**HOW TO COMPLETE THIS TASK**:
Copy, from the data below, each line that has the word "internal".

**DATA TO EXAMINE**:
//! # Diagnostic Commands
//!
//! Ad-hoc queries a debugger front end exposes next to the formatters:
//! symbol lookup by pattern or address, runtime type of a dotted field path,
//! and a listing of managed globals.
//!
//! These sit on top of the engine and only use [`Session::provide`],
//! [`Session::render`] and the runtime queries as black boxes.

use std::collections::HashSet;
use std::fmt;

use once_cell::sync::Lazy;
use regex::Regex;
use tracing::debug;

use crate::error::{KonviewError, KonviewResult};
use crate::eval;
use crate::host::Host;
use crate::provider::{NativeValue, SyntheticValue};
use crate::session::Session;
use crate::types::{Address, HostValue, Symbol};

/// Placeholder reported when a field path cannot be followed.
pub const NO_FIELD_FOUND: &str = "<NO_FIELD_FOUND>";

static GLOBAL_STORAGE: Lazy<Regex> = Lazy::new(|| Regex::new(r"kvar:(.*)#internal").expect("static regex"));
static GETTER_SIGNATURE: Lazy<Regex> = Lazy::new(|| Regex::new(r"^kfun:<get-(.*)>\(\)(.*)$").expect("static regex"));

/// Symbols whose name matches `pattern` at its start, one per distinct name.
///
/// ## Errors
///
/// - `InvalidArgument`: `pattern` is not a valid regular expression
pub fn symbol_by_name<H: Host + ?Sized>(host: &H, pattern: &str) -> KonviewResult<Vec<Symbol>>
{
    let mask = Regex::new(pattern).map_err(|err| KonviewError::InvalidArgument(format!("bad pattern: {err}")))?;
    let mut visited = HashSet::new();
    Ok(host
        .symbols()
        .into_iter()
        .filter(|symbol| mask.find(symbol.name()).is_some_and(|m| m.start() == 0))
        .filter(|symbol| visited.insert(symbol.name().to_string()))
        .collect())
}

/// Symbols starting exactly at `address`.
pub fn type_by_address<H: Host + ?Sized>(host: &H, address: Address) -> Vec<Symbol>
{
    host.symbols().into_iter().filter(|symbol| symbol.address() == address).collect()
}

/// Runtime type of the value at a dotted path such as `foo.bar.baz`.
///
/// The first segment names a frame variable, the rest are followed through
/// the variables' providers. Any segment that does not resolve yields
/// [`NO_FIELD_FOUND`], as does a reference whose type name comes back empty.
/// Scalar fields report their primitive kind.
///
/// ## Errors
///
/// Remote failures while expanding an intermediate object.
pub fn field_type<H: Host + ?Sized>(session: &mut Session<'_, H>, path: &str) -> KonviewResult<String>
{
    let mut segments = path.split('.');
    let Some(root) = segments.next().filter(|s| !s.is_empty()) else {
        return Err(KonviewError::InvalidArgument("empty field path".to_string()));
    };

    let mut current = match session.host().find_variable(root) {
        Some(value) => Resolved::Value(value),
        None => return Ok(NO_FIELD_FOUND.to_string()),
    };

    for segment in segments {
        let Resolved::Value(value) = &current else {
            return Ok(NO_FIELD_FOUND.to_string());
        };
        let mut provider = session.provide(value)?;
        let Some(index) = provider.child_index(segment) else {
            debug!(path, segment, "field not found");
            return Ok(NO_FIELD_FOUND.to_string());
        };
        let child = provider.child_at(session, index)?;
        if !child.kind.is_reference() {
            current = Resolved::Kind(child.kind.to_string());
            continue;
        }
        current = match child.load(session)? {
            NativeValue::Reference(value) => Resolved::Value(value),
            NativeValue::Scalar(_) | NativeValue::Unrepresentable => Resolved::Kind(child.kind.to_string()),
        };
    }

    match current {
        Resolved::Kind(kind) => Ok(kind),
        Resolved::Value(value) if !value.is_managed() => Ok(value.type_name),
        Resolved::Value(value) if value.address().is_null() => Ok(NO_FIELD_FOUND.to_string()),
        Resolved::Value(value) => match session.runtime_type_name(value.address()) {
            Ok(name) if !name.is_empty() => Ok(name),
            Ok(_) => Ok(NO_FIELD_FOUND.to_string()),
            Err(err) => {
                debug!(path, %err, "runtime type name unavailable");
                Ok(NO_FIELD_FOUND.to_string())
            }
        },
    }
}

enum Resolved
{
    Value(HostValue),
    Kind(String),
}

/// One line of the globals listing.
#[derive(Debug, Clone, PartialEq, Eq)]
pub enum GlobalReport
{
    /// A global and its rendered value.
    Value
    {
        /// Declared type, e.g. `kotlin.Int`
        type_name: String,
        /// Global name
        name: String,
        /// Rendered value
        value: String,
    },
    /// Storage exists but no getter was found.
    MissingStorage(String),
}

impl fmt::Display for GlobalReport
{
    fn fmt(&self, f: &mut fmt::Formatter<'_>) -> fmt::Result
    {
        match self {
            GlobalReport::Value { type_name, name, value } => write!(f, "{type_name} {name}: {value}"),
            GlobalReport::MissingStorage(name) => write!(f, "storage not found for name:{name}"),
        }
    }
}

/// How a primitive global's getter result is rendered.
#[derive(Clone, Copy)]
enum Extract
{
    Signed,
    Unsigned(u32),
    Text,
}

fn primitive_c_type(type_name: &str) -> Option<(&'static str, Extract)>
{
    Some(match type_name {
        "kotlin.Byte" => ("int8_t", Extract::Signed),
        "kotlin.Short" | "kotlin.Char" => ("short", Extract::Signed),
        "kotlin.Int" => ("int", Extract::Signed),
        "kotlin.Long" => ("long", Extract::Signed),
        "kotlin.UByte" => ("int8_t", Extract::Unsigned(8)),
        "kotlin.UShort" => ("short", Extract::Unsigned(16)),
        "kotlin.UInt" => ("int", Extract::Unsigned(32)),
        "kotlin.ULong" => ("long", Extract::Unsigned(64)),
        "kotlin.Boolean" => ("bool", Extract::Signed),
        "kotlin.Float" => ("float", Extract::Text),
        "kotlin.Double" => ("double", Extract::Text),
        _ => return None,
    })
}

/// List managed globals with their current values.
///
/// Globals are found through their storage symbols (`kvar:<name>#internal`)
/// and read by calling their getters (`kfun:<get-<name>>()<Type>`).
///
/// ## Errors
///
/// Remote failures while calling a getter or rendering its result.
pub fn globals<H: Host + ?Sized>(session: &mut Session<'_, H>) -> KonviewResult<Vec<GlobalReport>>
{
    let symbols = session.host().symbols();
    let mut visited = HashSet::new();
    let mut reports = Vec::new();

    for symbol in &symbols {
        let Some(name) = GLOBAL_STORAGE.captures(symbol.name()).and_then(|c| c.get(1)) else {
            continue;
        };
        let name = name.as_str();
        if !visited.insert(name.to_string()) {
            continue;
        }

        let getter_prefix = format!("kfun:<get-{name}>()");
        let Some(getter) = symbols.iter().find(|s| s.name().starts_with(&getter_prefix)) else {
            reports.push(GlobalReport::MissingStorage(name.to_string()));
            continue;
        };
        let Some(type_name) = GETTER_SIGNATURE.captures(getter.name()).and_then(|c| c.get(2)) else {
            reports.push(GlobalReport::MissingStorage(name.to_string()));
            continue;
        };
        let type_name = type_name.as_str().to_string();

        let value = match primitive_c_type(&type_name) {
            Some((c_type, extract)) => {
                let result = eval::evaluate(session.host(), &eval::call_getter(c_type, getter.address()))?;
                match extract {
                    Extract::Signed => result.signed.to_string(),
                    Extract::Unsigned(64) => result.unsigned.to_string(),
                    Extract::Unsigned(bits) => (result.unsigned & ((1u64 << bits) - 1)).to_string(),
                    Extract::Text => result.text.unwrap_or_else(|| result.signed.to_string()),
                }
            }
            None => {
                let result = eval::evaluate(session.host(), &eval::call_getter("ObjHeader *", getter.address()))?;
                let mut value = HostValue::reference(name, result.unsigned);
                if result.text.is_some() {
                    value.text = result.text;
                }
                session.render(&value)?
            }
        };
        reports.push(GlobalReport::Value {
            type_name,
            name: name.to_string(),
            value,
        });
    }
    Ok(reports)
}

#[cfg(test)]
mod tests
{
    use super::*;

    #[test]
    fn test_global_storage_pattern()
    {
        let caps = GLOBAL_STORAGE.captures("kvar:counter#internal").unwrap();
        assert_eq!(&caps[1], "counter");
        assert!(GLOBAL_STORAGE.captures("kfun:main()").is_none());
    }

    #[test]
    fn test_getter_signature_pattern()
    {
        let caps = GETTER_SIGNATURE.captures("kfun:<get-counter>()kotlin.Int").unwrap();
        assert_eq!(&caps[1], "counter");
        assert_eq!(&caps[2], "kotlin.Int");
    }

    #[test]
    fn test_primitive_c_types()
    {
        assert!(matches!(primitive_c_type("kotlin.Int"), Some(("int", Extract::Signed))));
        assert!(matches!(primitive_c_type("kotlin.UByte"), Some(("int8_t", Extract::Unsigned(8)))));
        assert!(primitive_c_type("kotlin.String").is_none());
    }
}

**OUTPUT FOR THIS TASK**:
static GLOBAL_STORAGE: Lazy<Regex> = Lazy::new(|| Regex::new(r"kvar:(.*)#internal").expect("static regex"));
/// Globals are found through their storage symbols (`kvar:<name>#internal`)
        let caps = GLOBAL_STORAGE.captures("kvar:counter#internal").unwrap();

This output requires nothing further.